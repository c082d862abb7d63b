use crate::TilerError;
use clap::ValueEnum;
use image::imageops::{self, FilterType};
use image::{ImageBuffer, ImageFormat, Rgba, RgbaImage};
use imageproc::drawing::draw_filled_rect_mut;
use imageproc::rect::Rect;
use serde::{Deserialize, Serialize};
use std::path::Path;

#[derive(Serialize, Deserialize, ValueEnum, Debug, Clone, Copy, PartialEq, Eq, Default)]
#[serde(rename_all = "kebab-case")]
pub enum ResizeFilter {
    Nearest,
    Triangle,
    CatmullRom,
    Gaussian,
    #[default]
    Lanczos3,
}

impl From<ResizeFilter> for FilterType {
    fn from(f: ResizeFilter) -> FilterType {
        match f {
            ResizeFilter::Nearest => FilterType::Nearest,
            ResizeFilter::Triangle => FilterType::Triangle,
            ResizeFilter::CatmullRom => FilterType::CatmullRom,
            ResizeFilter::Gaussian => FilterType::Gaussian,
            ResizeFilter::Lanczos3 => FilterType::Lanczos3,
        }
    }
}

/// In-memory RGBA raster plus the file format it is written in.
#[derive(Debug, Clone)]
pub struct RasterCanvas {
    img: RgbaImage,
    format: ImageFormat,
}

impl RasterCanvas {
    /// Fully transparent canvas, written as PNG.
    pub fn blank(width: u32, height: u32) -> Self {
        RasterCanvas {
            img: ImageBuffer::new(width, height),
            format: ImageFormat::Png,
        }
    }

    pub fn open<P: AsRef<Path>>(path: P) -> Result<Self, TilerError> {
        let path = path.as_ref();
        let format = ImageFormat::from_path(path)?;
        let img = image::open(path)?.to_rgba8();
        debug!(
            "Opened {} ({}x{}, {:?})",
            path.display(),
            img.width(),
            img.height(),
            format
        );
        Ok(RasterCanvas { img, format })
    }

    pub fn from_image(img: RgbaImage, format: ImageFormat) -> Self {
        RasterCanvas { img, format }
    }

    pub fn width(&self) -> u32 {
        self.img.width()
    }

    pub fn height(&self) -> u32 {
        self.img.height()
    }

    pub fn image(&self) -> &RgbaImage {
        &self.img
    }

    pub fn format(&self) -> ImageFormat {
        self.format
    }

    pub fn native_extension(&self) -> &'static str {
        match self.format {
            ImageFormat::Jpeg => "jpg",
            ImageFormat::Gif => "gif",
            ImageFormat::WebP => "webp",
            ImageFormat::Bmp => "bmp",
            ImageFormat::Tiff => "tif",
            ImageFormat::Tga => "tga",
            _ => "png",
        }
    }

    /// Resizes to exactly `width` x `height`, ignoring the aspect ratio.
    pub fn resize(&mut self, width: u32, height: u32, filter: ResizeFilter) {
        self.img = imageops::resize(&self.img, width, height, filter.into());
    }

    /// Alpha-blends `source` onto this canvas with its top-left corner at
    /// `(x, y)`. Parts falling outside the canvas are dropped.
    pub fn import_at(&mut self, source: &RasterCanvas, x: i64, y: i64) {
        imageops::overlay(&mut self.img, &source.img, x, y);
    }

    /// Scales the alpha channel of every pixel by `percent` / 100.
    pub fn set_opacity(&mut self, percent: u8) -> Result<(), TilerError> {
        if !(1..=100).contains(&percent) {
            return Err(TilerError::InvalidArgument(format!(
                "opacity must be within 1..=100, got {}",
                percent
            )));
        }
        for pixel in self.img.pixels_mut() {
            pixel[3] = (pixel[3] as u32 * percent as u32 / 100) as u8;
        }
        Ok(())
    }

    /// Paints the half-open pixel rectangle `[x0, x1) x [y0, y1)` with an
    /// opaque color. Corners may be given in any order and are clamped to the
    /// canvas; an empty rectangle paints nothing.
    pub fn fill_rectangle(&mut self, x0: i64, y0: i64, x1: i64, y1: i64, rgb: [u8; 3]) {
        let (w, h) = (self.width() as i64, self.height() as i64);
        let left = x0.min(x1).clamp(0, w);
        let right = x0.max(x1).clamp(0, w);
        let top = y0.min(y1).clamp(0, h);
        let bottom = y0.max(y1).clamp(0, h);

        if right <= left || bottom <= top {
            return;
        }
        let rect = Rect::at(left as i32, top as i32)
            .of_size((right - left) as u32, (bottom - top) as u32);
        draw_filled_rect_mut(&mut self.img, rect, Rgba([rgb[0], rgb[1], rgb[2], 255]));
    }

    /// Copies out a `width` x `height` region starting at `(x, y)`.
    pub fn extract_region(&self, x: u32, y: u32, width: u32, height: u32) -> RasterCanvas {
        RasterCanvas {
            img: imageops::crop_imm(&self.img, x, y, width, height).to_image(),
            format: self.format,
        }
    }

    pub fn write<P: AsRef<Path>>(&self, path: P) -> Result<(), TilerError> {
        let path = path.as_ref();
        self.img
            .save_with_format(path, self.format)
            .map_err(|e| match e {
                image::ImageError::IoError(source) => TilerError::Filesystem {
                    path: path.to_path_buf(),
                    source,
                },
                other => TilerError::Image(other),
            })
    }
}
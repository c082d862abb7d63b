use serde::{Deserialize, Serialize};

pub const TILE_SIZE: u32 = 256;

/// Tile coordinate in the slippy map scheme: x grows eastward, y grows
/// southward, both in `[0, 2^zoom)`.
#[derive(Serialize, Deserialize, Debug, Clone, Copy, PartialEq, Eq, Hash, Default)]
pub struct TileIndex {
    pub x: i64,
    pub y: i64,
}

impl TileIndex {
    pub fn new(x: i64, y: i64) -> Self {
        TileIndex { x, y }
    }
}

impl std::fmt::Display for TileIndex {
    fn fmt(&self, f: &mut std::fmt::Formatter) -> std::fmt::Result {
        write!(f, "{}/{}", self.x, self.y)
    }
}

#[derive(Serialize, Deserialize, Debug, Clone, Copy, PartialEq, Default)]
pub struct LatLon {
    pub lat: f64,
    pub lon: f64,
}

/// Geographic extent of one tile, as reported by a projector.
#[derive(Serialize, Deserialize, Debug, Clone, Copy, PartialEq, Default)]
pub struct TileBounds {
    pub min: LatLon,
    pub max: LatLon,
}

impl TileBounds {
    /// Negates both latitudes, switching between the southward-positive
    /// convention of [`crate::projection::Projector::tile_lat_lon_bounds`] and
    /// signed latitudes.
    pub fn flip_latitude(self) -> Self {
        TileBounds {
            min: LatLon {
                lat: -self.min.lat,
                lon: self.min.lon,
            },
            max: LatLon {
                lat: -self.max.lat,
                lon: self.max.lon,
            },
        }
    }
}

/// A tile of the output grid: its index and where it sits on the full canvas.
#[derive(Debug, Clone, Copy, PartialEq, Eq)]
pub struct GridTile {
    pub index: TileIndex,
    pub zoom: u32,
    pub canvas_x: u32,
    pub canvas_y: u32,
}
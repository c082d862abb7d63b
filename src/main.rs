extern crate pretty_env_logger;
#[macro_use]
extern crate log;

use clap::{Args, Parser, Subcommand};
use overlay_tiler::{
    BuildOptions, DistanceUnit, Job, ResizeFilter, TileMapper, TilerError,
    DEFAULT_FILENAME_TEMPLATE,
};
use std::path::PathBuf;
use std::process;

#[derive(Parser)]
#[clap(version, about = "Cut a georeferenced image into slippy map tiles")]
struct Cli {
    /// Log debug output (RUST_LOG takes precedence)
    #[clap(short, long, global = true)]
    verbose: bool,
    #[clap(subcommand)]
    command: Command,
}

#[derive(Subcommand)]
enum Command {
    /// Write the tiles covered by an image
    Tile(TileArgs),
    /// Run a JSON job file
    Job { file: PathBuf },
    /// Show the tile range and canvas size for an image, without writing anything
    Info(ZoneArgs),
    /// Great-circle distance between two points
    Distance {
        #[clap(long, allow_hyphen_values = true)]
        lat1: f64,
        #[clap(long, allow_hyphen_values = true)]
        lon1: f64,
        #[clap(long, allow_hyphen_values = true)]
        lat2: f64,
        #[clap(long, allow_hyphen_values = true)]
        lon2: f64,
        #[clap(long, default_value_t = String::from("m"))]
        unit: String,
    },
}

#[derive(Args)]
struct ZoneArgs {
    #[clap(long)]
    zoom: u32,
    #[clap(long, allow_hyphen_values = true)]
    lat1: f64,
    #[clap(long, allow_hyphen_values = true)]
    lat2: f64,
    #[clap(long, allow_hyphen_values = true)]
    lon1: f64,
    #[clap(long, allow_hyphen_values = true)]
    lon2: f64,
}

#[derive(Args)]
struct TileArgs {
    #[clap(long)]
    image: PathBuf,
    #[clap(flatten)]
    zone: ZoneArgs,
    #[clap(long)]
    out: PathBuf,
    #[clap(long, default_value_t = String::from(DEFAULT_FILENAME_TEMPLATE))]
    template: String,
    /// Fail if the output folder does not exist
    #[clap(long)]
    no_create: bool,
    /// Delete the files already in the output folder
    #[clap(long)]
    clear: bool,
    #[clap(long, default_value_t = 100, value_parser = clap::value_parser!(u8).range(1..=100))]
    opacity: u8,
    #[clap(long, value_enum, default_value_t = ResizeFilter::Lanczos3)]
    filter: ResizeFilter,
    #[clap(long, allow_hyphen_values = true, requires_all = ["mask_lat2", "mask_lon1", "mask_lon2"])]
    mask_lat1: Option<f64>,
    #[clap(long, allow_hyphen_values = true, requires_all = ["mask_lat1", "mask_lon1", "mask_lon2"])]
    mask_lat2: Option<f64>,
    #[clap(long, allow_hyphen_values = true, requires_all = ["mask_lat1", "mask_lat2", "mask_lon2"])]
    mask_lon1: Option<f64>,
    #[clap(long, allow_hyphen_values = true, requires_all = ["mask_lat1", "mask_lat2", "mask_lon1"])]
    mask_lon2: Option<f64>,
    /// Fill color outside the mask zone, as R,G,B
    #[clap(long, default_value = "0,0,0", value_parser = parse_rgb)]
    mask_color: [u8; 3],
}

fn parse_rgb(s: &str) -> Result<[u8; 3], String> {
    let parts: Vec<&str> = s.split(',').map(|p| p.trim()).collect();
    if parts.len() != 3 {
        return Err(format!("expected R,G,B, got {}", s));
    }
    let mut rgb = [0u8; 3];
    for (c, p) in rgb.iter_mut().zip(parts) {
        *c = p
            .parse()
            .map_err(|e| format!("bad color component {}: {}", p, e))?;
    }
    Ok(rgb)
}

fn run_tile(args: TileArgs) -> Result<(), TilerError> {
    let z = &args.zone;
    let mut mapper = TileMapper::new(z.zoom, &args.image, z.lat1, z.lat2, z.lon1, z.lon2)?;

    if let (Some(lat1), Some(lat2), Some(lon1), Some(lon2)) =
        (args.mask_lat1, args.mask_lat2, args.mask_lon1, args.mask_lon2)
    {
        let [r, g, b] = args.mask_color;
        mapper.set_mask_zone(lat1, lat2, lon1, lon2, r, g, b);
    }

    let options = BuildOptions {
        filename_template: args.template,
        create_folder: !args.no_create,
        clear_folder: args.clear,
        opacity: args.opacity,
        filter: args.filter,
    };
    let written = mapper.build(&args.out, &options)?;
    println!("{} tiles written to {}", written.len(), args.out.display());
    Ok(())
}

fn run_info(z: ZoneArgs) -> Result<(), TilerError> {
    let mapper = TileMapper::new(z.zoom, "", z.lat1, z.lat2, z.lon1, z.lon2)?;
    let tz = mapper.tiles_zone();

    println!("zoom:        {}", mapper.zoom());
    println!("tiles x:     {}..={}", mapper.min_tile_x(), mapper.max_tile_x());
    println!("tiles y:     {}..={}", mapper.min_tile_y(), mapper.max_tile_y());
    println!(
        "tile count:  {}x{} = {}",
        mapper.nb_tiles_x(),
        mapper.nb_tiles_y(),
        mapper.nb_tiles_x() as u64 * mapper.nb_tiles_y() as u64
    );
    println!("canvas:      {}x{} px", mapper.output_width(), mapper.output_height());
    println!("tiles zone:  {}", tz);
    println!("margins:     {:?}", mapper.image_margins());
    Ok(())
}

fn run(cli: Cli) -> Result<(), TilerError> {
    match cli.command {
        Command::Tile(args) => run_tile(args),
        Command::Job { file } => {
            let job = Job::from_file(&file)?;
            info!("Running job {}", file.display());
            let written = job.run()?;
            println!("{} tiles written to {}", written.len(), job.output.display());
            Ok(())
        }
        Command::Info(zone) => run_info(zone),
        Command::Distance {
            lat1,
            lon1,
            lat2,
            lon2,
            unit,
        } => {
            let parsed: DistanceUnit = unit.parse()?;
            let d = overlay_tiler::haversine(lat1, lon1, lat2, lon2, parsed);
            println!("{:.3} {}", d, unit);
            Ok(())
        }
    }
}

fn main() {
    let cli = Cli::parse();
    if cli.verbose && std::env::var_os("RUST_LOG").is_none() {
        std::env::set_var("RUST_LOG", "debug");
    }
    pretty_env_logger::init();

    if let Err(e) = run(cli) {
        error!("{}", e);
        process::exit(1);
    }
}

Task details: The answer must consist of every line from the listing above that includes the word "struct".

The answer:
pub struct RasterCanvas {
pub struct TileIndex {
pub struct LatLon {
pub struct TileBounds {
pub struct GridTile {
struct Cli {
struct ZoneArgs {
struct TileArgs {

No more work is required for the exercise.